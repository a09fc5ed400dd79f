use crate::{
    db::DbPool,
    entities::order_audit_log::AuditEventType,
    entities::processed_good::{self, Entity as ProcessedGoodEntity},
    entities::stock_movement::{MovementType, StockItemType},
    errors::ServiceError,
    events::{Event, EventSender},
    services::audit,
    services::movements::{unwrap_txn_err, MovementStore, NewMovement},
    services::Actor,
};
use chrono::Utc;
use rust_decimal::Decimal;
use sea_orm::{
    ActiveModelTrait, ConnectionTrait, DbBackend, EntityTrait, QuerySelect, Set, TransactionTrait,
};
use serde_json::json;
use std::sync::Arc;
use tracing::{info, instrument};
use uuid::Uuid;

/// Result of one deduction or restoration.
#[derive(Debug, Clone)]
pub struct DeductionOutcome {
    pub processed_good_id: Uuid,
    pub movement_id: Uuid,
    pub quantity: Decimal,
    pub new_available: Decimal,
}

/// The only component permitted to write order-driven ledger movements.
/// Every operation checks the resulting balance under the same row lock and
/// transaction as the write, so two concurrent deductions can never both
/// pass the check against a stale balance.
#[derive(Clone)]
pub struct DeductionEngine {
    db: Arc<DbPool>,
    event_sender: EventSender,
}

impl DeductionEngine {
    pub fn new(db: Arc<DbPool>, event_sender: EventSender) -> Self {
        Self { db, event_sender }
    }

    /// Deducts inventory inside the caller's transaction. Refuses with
    /// `InsufficientInventory` before anything is written if the balance
    /// cannot cover the quantity.
    pub(crate) async fn deduct_in_txn<C: ConnectionTrait>(
        conn: &C,
        processed_good_id: Uuid,
        quantity: Decimal,
        reference_id: Option<Uuid>,
    ) -> Result<DeductionOutcome, ServiceError> {
        if quantity <= Decimal::ZERO {
            return Err(ServiceError::ValidationError(format!(
                "Deduction quantity must be positive, got {}",
                quantity
            )));
        }

        let good = fetch_good_for_update(conn, processed_good_id).await?;
        if good.quantity_available < quantity {
            return Err(ServiceError::InsufficientInventory {
                available: good.quantity_available,
                required: quantity,
            });
        }

        let new_available = good.quantity_available - quantity;
        // Unreachable while the check above runs under the row lock; a trip
        // here is a bug, not a retryable condition.
        if new_available < Decimal::ZERO {
            return Err(ServiceError::NegativeInventoryInvariant {
                item: processed_good_id,
                balance: new_available,
            });
        }

        let mut new_movement = NewMovement::new(
            StockItemType::ProcessedGood,
            processed_good_id,
            MovementType::OrderItemAdded,
            quantity,
            Utc::now().date_naive(),
        );
        new_movement.reference_id = reference_id;
        new_movement.reference_type = Some("order_item".to_string());
        let movement = MovementStore::append_in_txn(conn, new_movement).await?;

        let mut active: processed_good::ActiveModel = good.into();
        active.quantity_available = Set(new_available);
        active.updated_at = Set(Some(Utc::now()));
        active.update(conn).await.map_err(ServiceError::db_error)?;

        Ok(DeductionOutcome {
            processed_good_id,
            movement_id: movement.id,
            quantity,
            new_available,
        })
    }

    /// Restores previously deducted inventory inside the caller's
    /// transaction. Restoration can never push the balance negative and so
    /// cannot fail for inventory reasons.
    pub(crate) async fn restore_in_txn<C: ConnectionTrait>(
        conn: &C,
        processed_good_id: Uuid,
        quantity: Decimal,
        reference_id: Option<Uuid>,
    ) -> Result<DeductionOutcome, ServiceError> {
        if quantity <= Decimal::ZERO {
            return Err(ServiceError::ValidationError(format!(
                "Restoration quantity must be positive, got {}",
                quantity
            )));
        }

        let good = fetch_good_for_update(conn, processed_good_id).await?;
        let new_available = good.quantity_available + quantity;

        let mut new_movement = NewMovement::new(
            StockItemType::ProcessedGood,
            processed_good_id,
            MovementType::OrderItemDeleted,
            quantity,
            Utc::now().date_naive(),
        );
        new_movement.reference_id = reference_id;
        new_movement.reference_type = Some("order_item".to_string());
        let movement = MovementStore::append_in_txn(conn, new_movement).await?;

        let mut active: processed_good::ActiveModel = good.into();
        active.quantity_available = Set(new_available);
        active.updated_at = Set(Some(Utc::now()));
        active.update(conn).await.map_err(ServiceError::db_error)?;

        Ok(DeductionOutcome {
            processed_good_id,
            movement_id: movement.id,
            quantity,
            new_available,
        })
    }

    /// Applies a quantity change as its delta: an increase deducts, a
    /// decrease restores, no change writes nothing.
    pub(crate) async fn adjust_in_txn<C: ConnectionTrait>(
        conn: &C,
        processed_good_id: Uuid,
        old_quantity: Decimal,
        new_quantity: Decimal,
        reference_id: Option<Uuid>,
    ) -> Result<Option<DeductionOutcome>, ServiceError> {
        let delta = new_quantity - old_quantity;
        if delta.is_zero() {
            return Ok(None);
        }
        let outcome = if delta > Decimal::ZERO {
            Self::deduct_in_txn(conn, processed_good_id, delta, reference_id).await?
        } else {
            Self::restore_in_txn(conn, processed_good_id, -delta, reference_id).await?
        };
        Ok(Some(outcome))
    }

    /// Standalone deduction in its own transaction.
    #[instrument(skip(self), fields(good = %processed_good_id, quantity = %quantity))]
    pub async fn deduct(
        &self,
        processed_good_id: Uuid,
        quantity: Decimal,
        actor: Actor,
        order_id: Option<Uuid>,
    ) -> Result<DeductionOutcome, ServiceError> {
        let db = self.db.as_ref();
        let outcome = db
            .transaction::<_, DeductionOutcome, ServiceError>(move |txn| {
                Box::pin(async move {
                    let outcome =
                        Self::deduct_in_txn(txn, processed_good_id, quantity, order_id).await?;
                    if let Some(order_id) = order_id {
                        audit::record_in_txn(
                            txn,
                            order_id,
                            AuditEventType::OrderItemAdded,
                            actor.id,
                            Some(json!({
                                "processed_good_id": processed_good_id,
                                "quantity": quantity,
                            })),
                            None,
                        )
                        .await?;
                    }
                    Ok(outcome)
                })
            })
            .await
            .map_err(unwrap_txn_err)?;

        info!(
            movement_id = %outcome.movement_id,
            new_available = %outcome.new_available,
            "Inventory deducted"
        );

        self.event_sender
            .emit(Event::InventoryDeducted {
                processed_good_id,
                quantity,
                new_available: outcome.new_available,
            })
            .await;

        Ok(outcome)
    }

    /// Standalone restoration in its own transaction.
    #[instrument(skip(self), fields(good = %processed_good_id, quantity = %quantity))]
    pub async fn restore(
        &self,
        processed_good_id: Uuid,
        quantity: Decimal,
        actor: Actor,
        order_id: Option<Uuid>,
    ) -> Result<DeductionOutcome, ServiceError> {
        let db = self.db.as_ref();
        let outcome = db
            .transaction::<_, DeductionOutcome, ServiceError>(move |txn| {
                Box::pin(async move {
                    let outcome =
                        Self::restore_in_txn(txn, processed_good_id, quantity, order_id).await?;
                    if let Some(order_id) = order_id {
                        audit::record_in_txn(
                            txn,
                            order_id,
                            AuditEventType::OrderItemDeleted,
                            actor.id,
                            Some(json!({
                                "processed_good_id": processed_good_id,
                                "quantity": quantity,
                            })),
                            None,
                        )
                        .await?;
                    }
                    Ok(outcome)
                })
            })
            .await
            .map_err(unwrap_txn_err)?;

        info!(
            movement_id = %outcome.movement_id,
            new_available = %outcome.new_available,
            "Inventory restored"
        );

        self.event_sender
            .emit(Event::InventoryRestored {
                processed_good_id,
                quantity,
                new_available: outcome.new_available,
            })
            .await;

        Ok(outcome)
    }

    /// Standalone adjustment in its own transaction; no-op when the
    /// quantities match.
    #[instrument(skip(self), fields(good = %processed_good_id))]
    pub async fn adjust(
        &self,
        processed_good_id: Uuid,
        old_quantity: Decimal,
        new_quantity: Decimal,
        actor: Actor,
        order_id: Option<Uuid>,
    ) -> Result<Option<DeductionOutcome>, ServiceError> {
        let delta = new_quantity - old_quantity;
        if delta.is_zero() {
            return Ok(None);
        }
        let outcome = if delta > Decimal::ZERO {
            self.deduct(processed_good_id, delta, actor, order_id).await?
        } else {
            self.restore(processed_good_id, -delta, actor, order_id)
                .await?
        };
        Ok(Some(outcome))
    }
}

/// Fetches the balance row, taking `FOR UPDATE` on backends with row-level
/// locks. SQLite serializes writing transactions on its own.
async fn fetch_good_for_update<C: ConnectionTrait>(
    conn: &C,
    processed_good_id: Uuid,
) -> Result<processed_good::Model, ServiceError> {
    let mut query = ProcessedGoodEntity::find_by_id(processed_good_id);
    if conn.get_database_backend() == DbBackend::Postgres {
        query = query.lock_exclusive();
    }
    query
        .one(conn)
        .await
        .map_err(ServiceError::db_error)?
        .ok_or_else(|| {
            ServiceError::NotFound(format!("Processed good {} not found", processed_good_id))
        })
}
use async_trait::async_trait;
use chrono::{DateTime, Utc};
use sea_orm::entity::prelude::*;
use sea_orm::{ActiveValue, Set};
use serde::{Deserialize, Serialize};
use strum::{Display, EnumString};
use uuid::Uuid;

/// Every order-affecting action lands here, in the same transaction as the
/// action itself. Rows are never updated after insert.
#[derive(Debug, Clone, Copy, PartialEq, Eq, Serialize, Deserialize, Display, EnumString)]
#[strum(serialize_all = "SCREAMING_SNAKE_CASE")]
#[serde(rename_all = "SCREAMING_SNAKE_CASE")]
pub enum AuditEventType {
    OrderCreated,
    OrderItemAdded,
    OrderItemAdjusted,
    OrderItemDeleted,
    StatusChanged,
    PaymentRecorded,
    OrderHoldChanged,
    OrderLocked,
    OrderUnlocked,
    InventoryRestored,
}

#[derive(Clone, Debug, PartialEq, Eq, DeriveEntityModel, Serialize, Deserialize)]
#[sea_orm(table_name = "order_audit_log")]
pub struct Model {
    #[sea_orm(primary_key, auto_increment = false)]
    pub id: Uuid,
    pub order_id: Uuid,
    pub event_type: String,
    pub performed_by: Uuid,
    pub performed_at: DateTime<Utc>,
    pub event_data: Option<Json>,
    pub description: Option<String>,
}

impl Model {
    pub fn event_type(&self) -> Option<AuditEventType> {
        self.event_type.parse().ok()
    }
}

#[derive(Copy, Clone, Debug, EnumIter, DeriveRelation)]
pub enum Relation {}

#[async_trait]
impl ActiveModelBehavior for ActiveModel {
    async fn before_save<C: ConnectionTrait>(self, _db: &C, _insert: bool) -> Result<Self, DbErr>
    where
        C: ConnectionTrait,
    {
        let mut active_model = self;
        if let ActiveValue::NotSet = active_model.performed_at {
            active_model.performed_at = Set(Utc::now());
        }
        Ok(active_model)
    }
}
★ ★ ★
Work task = Pull together all lines from the data that mention the word "AuditEventType".

Written answer =
    entities::order_audit_log::AuditEventType,
                            AuditEventType::OrderItemAdded,
                            AuditEventType::OrderItemDeleted,
pub enum AuditEventType {
    pub fn event_type(&self) -> Option<AuditEventType> {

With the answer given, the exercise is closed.